_Work request_
Please print the entries below exactly, from the line with "if let Some(trick)" through the line with "if let Some(end)", including both of those lines and leaving out all others.

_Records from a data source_
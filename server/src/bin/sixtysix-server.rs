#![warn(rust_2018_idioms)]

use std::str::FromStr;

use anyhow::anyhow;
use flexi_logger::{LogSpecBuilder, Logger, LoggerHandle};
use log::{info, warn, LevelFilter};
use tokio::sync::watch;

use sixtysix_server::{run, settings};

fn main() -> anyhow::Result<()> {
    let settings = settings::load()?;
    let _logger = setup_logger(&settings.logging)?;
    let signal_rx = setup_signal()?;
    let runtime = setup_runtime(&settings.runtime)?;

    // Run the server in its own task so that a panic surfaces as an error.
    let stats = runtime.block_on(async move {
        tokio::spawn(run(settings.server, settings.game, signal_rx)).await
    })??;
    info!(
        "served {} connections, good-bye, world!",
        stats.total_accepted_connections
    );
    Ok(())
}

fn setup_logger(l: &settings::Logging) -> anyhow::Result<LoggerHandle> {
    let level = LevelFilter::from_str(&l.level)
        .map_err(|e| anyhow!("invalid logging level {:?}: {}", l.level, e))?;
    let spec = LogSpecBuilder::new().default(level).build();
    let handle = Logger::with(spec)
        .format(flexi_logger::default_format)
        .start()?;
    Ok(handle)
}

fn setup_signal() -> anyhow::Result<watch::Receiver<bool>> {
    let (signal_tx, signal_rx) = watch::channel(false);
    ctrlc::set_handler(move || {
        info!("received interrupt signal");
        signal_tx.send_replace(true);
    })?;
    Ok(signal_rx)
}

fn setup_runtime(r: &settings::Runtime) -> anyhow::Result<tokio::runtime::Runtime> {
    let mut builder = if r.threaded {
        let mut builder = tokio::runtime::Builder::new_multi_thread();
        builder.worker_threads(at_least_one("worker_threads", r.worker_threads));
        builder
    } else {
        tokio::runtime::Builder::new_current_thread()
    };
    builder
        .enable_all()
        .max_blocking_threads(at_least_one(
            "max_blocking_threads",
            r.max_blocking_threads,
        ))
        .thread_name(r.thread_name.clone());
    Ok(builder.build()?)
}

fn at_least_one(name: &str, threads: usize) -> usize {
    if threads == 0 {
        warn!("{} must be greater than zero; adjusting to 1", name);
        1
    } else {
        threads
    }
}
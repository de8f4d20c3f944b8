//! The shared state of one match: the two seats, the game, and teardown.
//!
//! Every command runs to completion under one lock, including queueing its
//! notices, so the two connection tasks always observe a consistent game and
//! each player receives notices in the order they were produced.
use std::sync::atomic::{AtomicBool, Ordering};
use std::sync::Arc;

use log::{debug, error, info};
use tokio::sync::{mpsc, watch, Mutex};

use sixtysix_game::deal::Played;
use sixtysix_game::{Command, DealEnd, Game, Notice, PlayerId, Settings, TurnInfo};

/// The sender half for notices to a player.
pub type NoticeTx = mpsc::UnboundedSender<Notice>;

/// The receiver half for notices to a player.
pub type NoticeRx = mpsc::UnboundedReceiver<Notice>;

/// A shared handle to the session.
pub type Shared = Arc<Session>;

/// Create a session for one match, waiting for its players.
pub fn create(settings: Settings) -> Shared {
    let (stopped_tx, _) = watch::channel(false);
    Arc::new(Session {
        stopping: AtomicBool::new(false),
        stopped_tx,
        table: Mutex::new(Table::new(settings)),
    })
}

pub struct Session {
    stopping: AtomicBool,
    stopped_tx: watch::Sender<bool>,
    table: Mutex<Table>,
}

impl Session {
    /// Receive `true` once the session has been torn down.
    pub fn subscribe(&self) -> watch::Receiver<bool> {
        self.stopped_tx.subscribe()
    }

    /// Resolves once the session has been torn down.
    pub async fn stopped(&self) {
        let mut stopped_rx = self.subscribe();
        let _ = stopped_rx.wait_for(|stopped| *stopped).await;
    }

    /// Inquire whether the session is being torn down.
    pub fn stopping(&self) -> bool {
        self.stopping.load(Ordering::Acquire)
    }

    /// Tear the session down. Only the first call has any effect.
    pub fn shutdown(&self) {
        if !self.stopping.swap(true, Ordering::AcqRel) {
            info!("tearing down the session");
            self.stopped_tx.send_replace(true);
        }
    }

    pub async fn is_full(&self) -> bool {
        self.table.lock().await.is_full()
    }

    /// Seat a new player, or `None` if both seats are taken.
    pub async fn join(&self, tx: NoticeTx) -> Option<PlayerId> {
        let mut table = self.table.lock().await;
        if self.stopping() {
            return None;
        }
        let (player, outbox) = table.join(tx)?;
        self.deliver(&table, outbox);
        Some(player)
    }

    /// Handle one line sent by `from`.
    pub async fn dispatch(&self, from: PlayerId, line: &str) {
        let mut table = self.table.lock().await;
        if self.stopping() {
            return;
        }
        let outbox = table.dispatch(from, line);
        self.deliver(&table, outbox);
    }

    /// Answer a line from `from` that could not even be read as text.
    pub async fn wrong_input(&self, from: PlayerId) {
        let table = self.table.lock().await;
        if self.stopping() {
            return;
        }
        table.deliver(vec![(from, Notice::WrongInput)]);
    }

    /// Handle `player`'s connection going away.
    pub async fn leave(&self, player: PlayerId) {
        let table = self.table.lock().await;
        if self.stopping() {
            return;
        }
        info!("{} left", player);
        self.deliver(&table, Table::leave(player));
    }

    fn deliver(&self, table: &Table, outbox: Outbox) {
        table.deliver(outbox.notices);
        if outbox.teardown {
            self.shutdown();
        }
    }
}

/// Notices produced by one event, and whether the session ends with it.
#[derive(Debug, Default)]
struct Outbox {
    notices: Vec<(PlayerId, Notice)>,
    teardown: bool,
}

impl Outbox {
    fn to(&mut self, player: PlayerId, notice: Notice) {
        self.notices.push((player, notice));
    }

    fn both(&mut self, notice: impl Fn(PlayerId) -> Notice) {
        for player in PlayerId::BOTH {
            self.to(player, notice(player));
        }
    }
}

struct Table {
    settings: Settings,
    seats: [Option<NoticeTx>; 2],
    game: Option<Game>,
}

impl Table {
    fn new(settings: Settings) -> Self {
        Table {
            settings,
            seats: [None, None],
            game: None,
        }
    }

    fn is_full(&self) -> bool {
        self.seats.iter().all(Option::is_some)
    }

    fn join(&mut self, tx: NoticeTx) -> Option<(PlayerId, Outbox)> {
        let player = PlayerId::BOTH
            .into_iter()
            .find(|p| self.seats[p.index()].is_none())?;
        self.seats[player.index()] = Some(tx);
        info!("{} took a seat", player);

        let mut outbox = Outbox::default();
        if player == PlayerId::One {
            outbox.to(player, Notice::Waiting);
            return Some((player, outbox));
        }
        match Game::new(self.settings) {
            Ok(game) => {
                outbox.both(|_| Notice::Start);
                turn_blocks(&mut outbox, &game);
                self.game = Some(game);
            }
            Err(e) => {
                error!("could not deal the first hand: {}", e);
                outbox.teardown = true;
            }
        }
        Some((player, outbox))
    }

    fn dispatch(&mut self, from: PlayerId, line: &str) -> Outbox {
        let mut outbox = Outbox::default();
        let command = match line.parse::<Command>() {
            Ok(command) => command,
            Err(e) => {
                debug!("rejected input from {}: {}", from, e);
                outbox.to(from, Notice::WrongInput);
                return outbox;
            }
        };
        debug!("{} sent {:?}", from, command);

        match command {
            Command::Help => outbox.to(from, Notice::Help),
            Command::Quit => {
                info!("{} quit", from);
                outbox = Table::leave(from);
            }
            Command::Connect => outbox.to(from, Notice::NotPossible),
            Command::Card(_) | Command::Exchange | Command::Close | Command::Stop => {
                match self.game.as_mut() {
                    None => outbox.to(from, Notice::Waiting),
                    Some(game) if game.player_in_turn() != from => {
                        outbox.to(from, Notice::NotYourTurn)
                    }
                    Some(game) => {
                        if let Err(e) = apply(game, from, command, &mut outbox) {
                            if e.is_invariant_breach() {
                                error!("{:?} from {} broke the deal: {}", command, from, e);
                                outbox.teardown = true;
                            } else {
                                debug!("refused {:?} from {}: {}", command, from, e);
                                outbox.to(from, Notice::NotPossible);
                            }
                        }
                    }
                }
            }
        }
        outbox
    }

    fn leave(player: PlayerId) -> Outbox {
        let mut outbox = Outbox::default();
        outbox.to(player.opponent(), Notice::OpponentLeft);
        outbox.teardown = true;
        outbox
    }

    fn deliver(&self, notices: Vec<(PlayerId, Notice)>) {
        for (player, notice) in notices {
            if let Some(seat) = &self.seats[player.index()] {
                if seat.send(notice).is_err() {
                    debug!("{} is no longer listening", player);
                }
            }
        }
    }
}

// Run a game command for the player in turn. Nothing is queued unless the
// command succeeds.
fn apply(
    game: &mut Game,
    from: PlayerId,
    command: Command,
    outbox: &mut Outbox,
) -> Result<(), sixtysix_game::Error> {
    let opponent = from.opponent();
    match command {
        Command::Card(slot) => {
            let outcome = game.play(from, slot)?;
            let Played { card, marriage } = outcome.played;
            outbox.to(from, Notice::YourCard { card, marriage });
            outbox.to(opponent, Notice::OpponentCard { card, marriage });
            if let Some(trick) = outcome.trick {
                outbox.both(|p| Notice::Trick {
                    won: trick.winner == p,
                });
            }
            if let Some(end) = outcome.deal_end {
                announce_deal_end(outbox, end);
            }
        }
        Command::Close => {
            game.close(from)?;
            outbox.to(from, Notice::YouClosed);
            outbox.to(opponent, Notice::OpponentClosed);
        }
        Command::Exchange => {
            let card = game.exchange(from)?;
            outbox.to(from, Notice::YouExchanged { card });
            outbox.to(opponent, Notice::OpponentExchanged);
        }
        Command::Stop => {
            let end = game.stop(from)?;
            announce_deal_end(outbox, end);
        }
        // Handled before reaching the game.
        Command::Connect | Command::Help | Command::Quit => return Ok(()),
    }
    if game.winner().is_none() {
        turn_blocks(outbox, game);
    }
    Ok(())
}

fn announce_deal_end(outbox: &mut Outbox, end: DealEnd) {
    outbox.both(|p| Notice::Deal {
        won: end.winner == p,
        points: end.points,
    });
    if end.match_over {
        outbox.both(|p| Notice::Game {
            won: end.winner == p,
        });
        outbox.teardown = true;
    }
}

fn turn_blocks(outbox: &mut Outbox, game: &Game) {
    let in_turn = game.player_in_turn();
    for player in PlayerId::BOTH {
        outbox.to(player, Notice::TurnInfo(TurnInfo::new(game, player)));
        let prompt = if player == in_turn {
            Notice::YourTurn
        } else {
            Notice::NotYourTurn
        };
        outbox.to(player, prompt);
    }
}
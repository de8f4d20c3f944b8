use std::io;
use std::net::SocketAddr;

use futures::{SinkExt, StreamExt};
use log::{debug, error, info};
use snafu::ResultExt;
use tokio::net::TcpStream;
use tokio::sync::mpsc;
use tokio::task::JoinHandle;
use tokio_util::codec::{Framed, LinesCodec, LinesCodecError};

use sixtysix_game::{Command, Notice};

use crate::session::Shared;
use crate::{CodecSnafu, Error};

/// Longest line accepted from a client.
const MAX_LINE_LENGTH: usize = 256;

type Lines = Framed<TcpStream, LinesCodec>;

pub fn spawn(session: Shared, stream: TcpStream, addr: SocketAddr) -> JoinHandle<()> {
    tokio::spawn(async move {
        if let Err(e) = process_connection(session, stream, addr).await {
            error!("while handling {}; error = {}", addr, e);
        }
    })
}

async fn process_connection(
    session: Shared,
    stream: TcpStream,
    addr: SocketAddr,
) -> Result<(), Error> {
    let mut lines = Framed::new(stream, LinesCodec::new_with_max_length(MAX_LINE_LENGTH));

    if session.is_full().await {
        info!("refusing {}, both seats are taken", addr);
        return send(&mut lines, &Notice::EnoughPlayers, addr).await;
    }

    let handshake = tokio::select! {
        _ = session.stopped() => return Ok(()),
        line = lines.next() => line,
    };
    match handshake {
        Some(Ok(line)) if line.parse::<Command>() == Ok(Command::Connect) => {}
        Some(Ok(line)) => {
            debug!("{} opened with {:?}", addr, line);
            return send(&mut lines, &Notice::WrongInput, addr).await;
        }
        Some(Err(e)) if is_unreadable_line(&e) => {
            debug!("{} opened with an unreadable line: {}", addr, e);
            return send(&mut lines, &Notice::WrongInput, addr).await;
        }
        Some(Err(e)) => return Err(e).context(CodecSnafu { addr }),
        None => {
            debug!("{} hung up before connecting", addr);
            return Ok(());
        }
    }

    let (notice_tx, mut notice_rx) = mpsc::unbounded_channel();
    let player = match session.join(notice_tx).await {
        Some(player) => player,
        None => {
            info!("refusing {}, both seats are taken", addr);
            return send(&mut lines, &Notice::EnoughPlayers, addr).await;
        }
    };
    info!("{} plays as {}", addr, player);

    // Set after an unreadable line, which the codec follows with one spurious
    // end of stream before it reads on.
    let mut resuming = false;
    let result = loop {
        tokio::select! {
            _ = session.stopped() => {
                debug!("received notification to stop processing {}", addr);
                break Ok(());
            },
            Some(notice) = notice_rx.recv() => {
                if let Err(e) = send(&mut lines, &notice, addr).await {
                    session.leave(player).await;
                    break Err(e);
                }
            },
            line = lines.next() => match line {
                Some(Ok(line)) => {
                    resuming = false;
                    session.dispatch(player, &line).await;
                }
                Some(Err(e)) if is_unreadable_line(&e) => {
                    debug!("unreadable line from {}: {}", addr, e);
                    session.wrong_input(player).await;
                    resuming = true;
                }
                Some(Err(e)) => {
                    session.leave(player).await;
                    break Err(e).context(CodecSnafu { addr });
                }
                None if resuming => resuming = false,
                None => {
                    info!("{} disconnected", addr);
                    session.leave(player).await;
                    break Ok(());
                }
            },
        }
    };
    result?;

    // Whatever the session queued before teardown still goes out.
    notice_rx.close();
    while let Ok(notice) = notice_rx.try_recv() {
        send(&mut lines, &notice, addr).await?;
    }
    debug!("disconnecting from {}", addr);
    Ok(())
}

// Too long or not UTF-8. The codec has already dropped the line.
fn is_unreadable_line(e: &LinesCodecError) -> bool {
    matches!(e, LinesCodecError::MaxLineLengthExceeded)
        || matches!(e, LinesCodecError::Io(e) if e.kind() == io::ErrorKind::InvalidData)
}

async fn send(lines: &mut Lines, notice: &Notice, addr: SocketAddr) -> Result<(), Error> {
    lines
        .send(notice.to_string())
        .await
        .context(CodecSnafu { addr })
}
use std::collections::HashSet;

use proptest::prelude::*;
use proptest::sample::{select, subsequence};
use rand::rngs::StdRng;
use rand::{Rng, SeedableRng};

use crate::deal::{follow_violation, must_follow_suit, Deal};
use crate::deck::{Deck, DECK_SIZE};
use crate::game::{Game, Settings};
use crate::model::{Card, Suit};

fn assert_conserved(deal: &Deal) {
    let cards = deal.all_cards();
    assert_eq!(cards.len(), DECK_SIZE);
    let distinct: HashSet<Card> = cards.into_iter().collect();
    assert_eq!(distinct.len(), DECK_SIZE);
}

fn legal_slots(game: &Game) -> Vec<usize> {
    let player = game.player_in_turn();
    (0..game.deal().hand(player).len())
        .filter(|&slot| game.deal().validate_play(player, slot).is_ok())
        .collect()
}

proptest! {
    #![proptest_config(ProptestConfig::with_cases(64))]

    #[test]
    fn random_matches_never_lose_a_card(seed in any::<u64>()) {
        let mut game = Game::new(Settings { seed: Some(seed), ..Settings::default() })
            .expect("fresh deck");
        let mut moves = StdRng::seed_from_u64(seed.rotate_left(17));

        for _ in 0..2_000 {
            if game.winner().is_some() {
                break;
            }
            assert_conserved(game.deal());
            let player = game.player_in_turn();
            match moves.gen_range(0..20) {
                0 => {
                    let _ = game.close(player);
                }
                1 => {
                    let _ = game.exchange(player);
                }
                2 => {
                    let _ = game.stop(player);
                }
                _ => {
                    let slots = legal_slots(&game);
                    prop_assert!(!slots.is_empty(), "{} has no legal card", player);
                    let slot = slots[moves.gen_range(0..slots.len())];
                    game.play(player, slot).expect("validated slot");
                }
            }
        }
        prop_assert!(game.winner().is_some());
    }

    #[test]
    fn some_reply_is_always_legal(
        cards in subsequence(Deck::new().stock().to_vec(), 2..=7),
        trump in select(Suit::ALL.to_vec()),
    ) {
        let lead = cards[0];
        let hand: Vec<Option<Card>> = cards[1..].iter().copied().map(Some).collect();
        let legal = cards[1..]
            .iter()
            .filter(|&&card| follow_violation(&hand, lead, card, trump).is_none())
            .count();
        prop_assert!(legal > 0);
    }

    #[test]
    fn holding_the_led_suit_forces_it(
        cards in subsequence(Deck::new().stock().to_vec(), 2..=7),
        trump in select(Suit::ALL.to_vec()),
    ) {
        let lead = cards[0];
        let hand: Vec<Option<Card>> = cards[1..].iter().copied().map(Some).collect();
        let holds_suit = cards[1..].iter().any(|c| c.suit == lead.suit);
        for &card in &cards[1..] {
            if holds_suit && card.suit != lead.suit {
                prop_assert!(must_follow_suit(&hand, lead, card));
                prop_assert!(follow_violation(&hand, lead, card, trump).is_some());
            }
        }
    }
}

_Reply_
            if let Some(trick) = outcome.trick {
                outbox.both(|p| Notice::Trick {
                    won: trick.winner == p,
                });
            }
            if let Some(end) = outcome.deal_end {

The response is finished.